### Exercise prompt:
Report every line of the listing below in which the string "ShareError" occurs.
━━━━━━━━━━
//! # sharetext-store
//!
//! Local storage for ShareText clients, backed by SQLite.
//!
//! A small key-value table plays the role a browser's local storage plays for
//! the web client; the recent-history list is kept there as a JSON array.

pub mod database;
pub mod history;
pub mod kv;
pub mod migrations;
pub mod models;

mod error;

pub use database::Database;
pub use error::StoreError;
pub use history::HistoryCache;
pub use models::HistoryItem;
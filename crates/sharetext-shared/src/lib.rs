//! # sharetext-shared
//!
//! Types and helpers shared by the ShareText server and clients: the submit
//! request body, response normalization, share identifiers and message
//! statistics.

pub mod constants;
pub mod error;
pub mod protocol;
pub mod share;
pub mod types;

pub use error::ShareError;
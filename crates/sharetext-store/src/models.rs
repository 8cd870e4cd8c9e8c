//! Records persisted in the local key-value store.
//!
//! Field names follow the JSON layout clients have always written under the
//! history key, so existing caches keep loading.

use serde::{Deserialize, Serialize};

use sharetext_shared::constants::PREVIEW_CHARS;

/// A previously viewed message.
#[derive(Debug, Clone, Serialize, Deserialize, PartialEq, Eq)]
pub struct HistoryItem {
    /// Full message text.
    pub message: String,
    /// When the message was viewed, in milliseconds since the Unix epoch.
    pub timestamp: i64,
    /// First [`PREVIEW_CHARS`] characters, with `...` appended when cut.
    pub preview: String,
}

impl HistoryItem {
    pub fn new(message: impl Into<String>, timestamp: i64) -> Self {
        let message = message.into();
        let preview = preview_of(&message);
        Self {
            message,
            timestamp,
            preview,
        }
    }
}

fn preview_of(message: &str) -> String {
    let mut chars = message.chars();
    let mut preview: String = chars.by_ref().take(PREVIEW_CHARS).collect();
    if chars.next().is_some() {
        preview.push_str("...");
    }
    preview
}
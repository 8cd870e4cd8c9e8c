//! CLI command handlers.
//!
//! Each handler drives one of the flows against the configured server and
//! returns the text to print, so `main` only decides where it goes.

pub mod history;
pub mod send;
pub mod view;
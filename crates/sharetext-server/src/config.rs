//! Server configuration loaded from environment variables.
//!
//! All settings have sensible defaults so the server can start with zero
//! configuration for local development.

use std::net::SocketAddr;

use sharetext_shared::constants::{DEFAULT_HTTP_PORT, MAX_SUBMIT_BODY};

/// Server configuration.
#[derive(Debug, Clone)]
pub struct ServerConfig {
    /// Socket address for the HTTP (axum) API server.
    /// Env: `HTTP_ADDR`
    /// Default: `0.0.0.0:9090`
    pub http_addr: SocketAddr,

    /// Largest request body accepted on submit, in bytes.
    /// Env: `MAX_BODY_BYTES`
    /// Default: `102400` (100 KiB)
    pub max_body_bytes: usize,
}

impl Default for ServerConfig {
    fn default() -> Self {
        Self {
            http_addr: ([0, 0, 0, 0], DEFAULT_HTTP_PORT).into(),
            max_body_bytes: MAX_SUBMIT_BODY,
        }
    }
}

impl ServerConfig {
    /// Load configuration from environment variables, falling back to defaults.
    pub fn from_env() -> Self {
        Self::from_lookup(|key| std::env::var(key).ok())
    }

    fn from_lookup(lookup: impl Fn(&str) -> Option<String>) -> Self {
        let mut config = Self::default();

        if let Some(addr) = lookup("HTTP_ADDR") {
            if let Ok(parsed) = addr.parse::<SocketAddr>() {
                config.http_addr = parsed;
            } else {
                tracing::warn!(value = %addr, "Invalid HTTP_ADDR, using default");
            }
        }

        if let Some(val) = lookup("MAX_BODY_BYTES") {
            match val.parse::<usize>() {
                Ok(n) if n > 0 => config.max_body_bytes = n,
                _ => tracing::warn!(value = %val, "Invalid MAX_BODY_BYTES, using default"),
            }
        }

        // RUST_LOG is handled directly by tracing-subscriber's EnvFilter,
        // so we do not store it here.

        config
    }
}
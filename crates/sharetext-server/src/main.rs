//! # sharetext-server
//!
//! HTTP service behind ShareText.
//!
//! This binary provides:
//! - **`POST /`** to replace the current message (JSON `{ message, id? }`)
//! - **`GET /view`** and **`GET /view/:id`** to read it back as plain text;
//!   the id is accepted but every id reads the same single slot
//! - **`GET /`** as a liveness check
//!
//! The message lives in memory only and is lost on restart.

mod api;
mod config;
mod error;
mod store;

use std::sync::Arc;

use tracing::info;
use tracing_subscriber::EnvFilter;

use sharetext_shared::constants::APP_NAME;

use crate::api::AppState;
use crate::config::ServerConfig;
use crate::store::MessageStore;

#[tokio::main]
async fn main() -> anyhow::Result<()> {
    // -----------------------------------------------------------------------
    // 1. Initialize tracing (respects RUST_LOG env var)
    // -----------------------------------------------------------------------
    tracing_subscriber::fmt()
        .with_env_filter(
            EnvFilter::try_from_default_env()
                .unwrap_or_else(|_| EnvFilter::new("info,sharetext_server=debug")),
        )
        .init();

    info!("Starting {} server v{}", APP_NAME, env!("CARGO_PKG_VERSION"));

    // -----------------------------------------------------------------------
    // 2. Load configuration
    // -----------------------------------------------------------------------
    let config = ServerConfig::from_env();
    info!(?config, "Loaded configuration");

    // -----------------------------------------------------------------------
    // 3. Build state and run the HTTP server (blocks until shutdown)
    // -----------------------------------------------------------------------
    let http_addr = config.http_addr;
    let store = Arc::new(MessageStore::new());
    let app_state = AppState {
        store: store.clone(),
        config: Arc::new(config),
    };

    tokio::select! {
        result = api::serve(app_state, http_addr) => {
            if let Err(e) = result {
                tracing::error!(error = %e, "HTTP server failed");
                return Err(e);
            }
        }
        _ = tokio::signal::ctrl_c() => {
            let submissions = store.submissions().await;
            info!(
                submissions = submissions.len(),
                last_ts = submissions.last().map(|r| r.ts.as_str()).unwrap_or("-"),
                "Received Ctrl+C, shutting down; stored message is discarded"
            );
        }
    }

    Ok(())
}
//! Database connection management.
//!
//! The [`Database`] struct owns a [`rusqlite::Connection`] and guarantees that
//! migrations are run before any other operation.

use std::path::{Path, PathBuf};

use directories::ProjectDirs;
use rusqlite::Connection;

use crate::error::{Result, StoreError};
use crate::migrations;

/// Wrapper around a [`rusqlite::Connection`].
pub struct Database {
    conn: Connection,
}

impl Database {
    /// Open (or create) the default application database.
    ///
    /// The database file is placed in the platform-appropriate data directory:
    /// - Linux:   `~/.local/share/sharetext/sharetext.db`
    /// - macOS:   `~/Library/Application Support/app.sharetext.sharetext/sharetext.db`
    /// - Windows: `{FOLDERID_RoamingAppData}\sharetext\sharetext\data\sharetext.db`
    pub fn new() -> Result<Self> {
        let path = Self::default_path()?;
        if let Some(dir) = path.parent() {
            std::fs::create_dir_all(dir)?;
        }

        tracing::info!(path = %path.display(), "opening database");

        Self::open_at(&path)
    }

    /// Location used by [`Database::new`].
    pub fn default_path() -> Result<PathBuf> {
        let project_dirs =
            ProjectDirs::from("app", "sharetext", "sharetext").ok_or(StoreError::NoDataDir)?;
        Ok(project_dirs.data_dir().join("sharetext.db"))
    }

    /// Open (or create) a database at an explicit path.
    pub fn open_at(path: &Path) -> Result<Self> {
        let conn = Connection::open(path)?;
        conn.pragma_update(None, "journal_mode", "WAL")?;

        migrations::run_migrations(&conn)?;

        Ok(Self { conn })
    }

    /// Open a throwaway database that lives only as long as the handle.
    pub fn open_in_memory() -> Result<Self> {
        let conn = Connection::open_in_memory()?;
        migrations::run_migrations(&conn)?;
        Ok(Self { conn })
    }

    /// Return a reference to the underlying `rusqlite::Connection`.
    pub fn conn(&self) -> &Connection {
        &self.conn
    }

    /// Return the filesystem path of the open database (if any).
    pub fn path(&self) -> Option<PathBuf> {
        self.conn
            .path()
            .map(PathBuf::from)
            .filter(|p| !p.as_os_str().is_empty())
    }
}
use sharetext_shared::types::MessageStats;

use crate::config::ClientConfig;
use crate::error::ClientError;
use crate::retrieval::RetrievalFlow;
use crate::service::HttpMessageService;

pub async fn view_message(config: &ClientConfig, id: Option<&str>) -> Result<String, ClientError> {
    let history = config.open_history()?;
    let flow = RetrievalFlow::new(HttpMessageService::new(&config.server_url), history);

    let message = flow.retrieve(id).await?;
    Ok(render_message(&message))
}

pub(crate) fn render_message(message: &str) -> String {
    format!("{message}\n\n({})", MessageStats::of(message))
}

#[cfg(test)]
mod tests {
    use super::*;

    #[test]
    fn test_render_message() {
        assert_eq!(
            render_message("hello world"),
            "hello world\n\n(2 words, 11 characters)"
        );
    }
}
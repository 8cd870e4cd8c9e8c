use axum::http::StatusCode;
use axum::response::{IntoResponse, Response};
use thiserror::Error;

use sharetext_shared::constants::MESSAGE_REQUIRED;

#[derive(Debug, Error)]
pub enum ServerError {
    #[error("{}", MESSAGE_REQUIRED)]
    MessageRequired,

    #[error("Invalid request: {0}")]
    BadRequest(String),
}

/// Error bodies are plain text, matching the success bodies.
impl IntoResponse for ServerError {
    fn into_response(self) -> Response {
        let status = match &self {
            ServerError::MessageRequired | ServerError::BadRequest(_) => StatusCode::BAD_REQUEST,
        };

        (status, self.to_string()).into_response()
    }
}
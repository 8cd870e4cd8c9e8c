use thiserror::Error;

use sharetext_shared::ShareError;
use sharetext_store::StoreError;

#[derive(Error, Debug)]
pub enum ClientError {
    /// The request never produced a response (connection refused, timeout,
    /// undecodable body).
    #[error("Transport error: {0}")]
    Transport(#[from] reqwest::Error),

    /// The server answered with a non-success status.
    #[error("Server responded {status}: {body}")]
    Rejected { status: u16, body: String },

    /// A newer retrieval superseded this one.
    #[error("Request cancelled")]
    Cancelled,

    #[error("Store error: {0}")]
    Store(#[from] StoreError),

    #[error(transparent)]
    Share(#[from] ShareError),
}

impl ClientError {
    /// Cancellations are expected and never shown to the user.
    pub fn is_cancelled(&self) -> bool {
        matches!(self, ClientError::Cancelled)
    }
}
━━━━━━━━━━
### Response to the exercise:
pub use error::ShareError;
use sharetext_shared::ShareError;
    Share(#[from] ShareError),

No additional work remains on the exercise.